5.4Le requérant exprime sa préoccupation concernant le déroulement de l’action publique suite à la plainte du chef de torture qu’il a déposée. Lorsqu’il s’y est référé pendant son procès, le parquet a indiqué qu’aucune plainte n’avait été introduite. Après que le requérant a apporté la preuve de son dépôt, les magistrats ont estimé qu’elle n’avait aucune influence sur le procès. Entretemps, le parquet a classé la plainte sans suite et, à la fin, le requérant a été condamné à 15 ans de prison. En outre, le requérant a déposé une plainte avec constitution de partie civile mais restait sans nouvelles sur son sort. Enfin, dans le cadre de la procédure devant le Comité, le requérant a appris que l’enquête concernant sa plainte initiale avait été réactivée. Or, vu l’absence d’enquête pendant plus de six mois, le requérant craignait que la «réactivation» de l’enquête ne soit qu’une façade. Il en veut pour preuve les conditions dans lesquelles ont été réalisés les deux seuls devoirs d’enquête, postérieurement dénoncées auprès du Procureur général de la cour d’appel de Rabat avec copie au Ministre de la justice, à savoir, l’audition du requérant par des policiers chargés de l’enquête et son examen médico-légal.

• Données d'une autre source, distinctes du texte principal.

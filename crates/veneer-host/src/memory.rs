//! Slot-offset memory capability
//!
//! Offsets mimic a real object layout: a fixed header followed by
//! fixed-width slots. `put_value` maps an offset back to its slot and writes
//! it without consulting modifiers.

use veneer_sdk::{FieldDecl, FieldOffset, HostError, HostResult, RawMemory, StorageBase, Value};

use crate::host::MemoryHost;
use crate::stats::LookupStats;

/// Bytes reserved before the first slot of any storage block
pub const HEADER_BYTES: u64 = 16;

/// Width of one slot
pub const SLOT_WIDTH: u64 = 8;

/// `RawMemory` over a `MemoryHost`'s heap and static storage
#[derive(Debug, Clone)]
pub struct SlotMemory {
    host: MemoryHost,
}

impl SlotMemory {
    pub(crate) fn new(host: MemoryHost) -> Self {
        Self { host }
    }

    fn offset_of(slot: usize) -> FieldOffset {
        FieldOffset(HEADER_BYTES + slot as u64 * SLOT_WIDTH)
    }

    fn slot_of(offset: FieldOffset) -> HostResult<usize> {
        let raw = offset.0;
        if raw < HEADER_BYTES || (raw - HEADER_BYTES) % SLOT_WIDTH != 0 {
            return Err(HostError::InvalidOffset(raw));
        }
        Ok(((raw - HEADER_BYTES) / SLOT_WIDTH) as usize)
    }
}

impl RawMemory for SlotMemory {
    fn instance_field_offset(&self, field: &FieldDecl) -> HostResult<FieldOffset> {
        if field.is_static() {
            return Err(HostError::NoSuchMember(format!(
                "{} is static; use static_field_offset",
                field.name
            )));
        }
        let slot = self.host.field_def(field)?.slot;
        LookupStats::bump(&self.host.inner.stats.offset_computations);
        Ok(Self::offset_of(slot))
    }

    fn static_field_base(&self, field: &FieldDecl) -> HostResult<StorageBase> {
        if !field.is_static() {
            return Err(HostError::NoSuchMember(format!("{} is not static", field.name)));
        }
        self.host.field_def(field)?;
        Ok(StorageBase::Static(field.owner))
    }

    fn static_field_offset(&self, field: &FieldDecl) -> HostResult<FieldOffset> {
        if !field.is_static() {
            return Err(HostError::NoSuchMember(format!("{} is not static", field.name)));
        }
        let slot = self.host.field_def(field)?.slot;
        LookupStats::bump(&self.host.inner.stats.offset_computations);
        Ok(Self::offset_of(slot))
    }

    unsafe fn put_value(&self, base: StorageBase, offset: FieldOffset, value: Value) -> HostResult<()> {
        let slot = Self::slot_of(offset)?;
        let result = match base {
            StorageBase::Instance(obj) => self.host.write_slot(obj, slot, value),
            StorageBase::Static(ty) => self.host.write_static_slot(ty, slot, value),
        };
        result.map_err(|err| match err {
            HostError::NoSuchMember(_) => HostError::InvalidOffset(offset.0),
            other => other,
        })
    }
}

5.5En décembre 2011, le requérant a été auditionné par des policiers en civil qui n’ont pas présenté de badge permettant de les identifier, ni signalé le service auquel ils appartenaient, ni précisé dans quel cadre procédural ils procédaient à cette audition. L’audition a été faite en français mais a été directement saisie sur ordinateur en arabe, sans la présence d’un interprète pourtant indispensable pour tout acte de procédure concernant le requérant. Les policiers lui ont présenté des documents pour signature, mais vu qu’ils étaient en arabe, il a refusé de les signer. Il n’a pas reçu copie du procès-verbal.

5.6Quant à l’examen médico-légal, le 8 janvier 2012 le requérant a été conduit, sans être informé au préalable, dans un hôpital situé à une courte distance de la prison. Il y a rencontré une femme qui s’est présentée comme médecin légiste et était accompagnée de deux autres médecins masculins. Aucun ne s’est identifié avec son nom. Le requérant a expliqué de manière détaillée les sévices qu’il aurait subi et il a été examiné. L’entretien et l’auscultation se sont déroulés en présence de cinq personnes en civil, non identifiées. Dans le même établissement, on a pratiqué un examen radiographique de son épaule gauche. Il fut ensuite transporté dans un autre établissement pour un examen otorhinolaryngologique (ORL), auquel il ne fut pas procédé pour cause de panne de l’appareil. Après cette date, aucun autre examen n’a été effectué. Aucun psychiatre n’a rencontré le requérant et les séquelles psychologiques n’ont donc pas été évaluées.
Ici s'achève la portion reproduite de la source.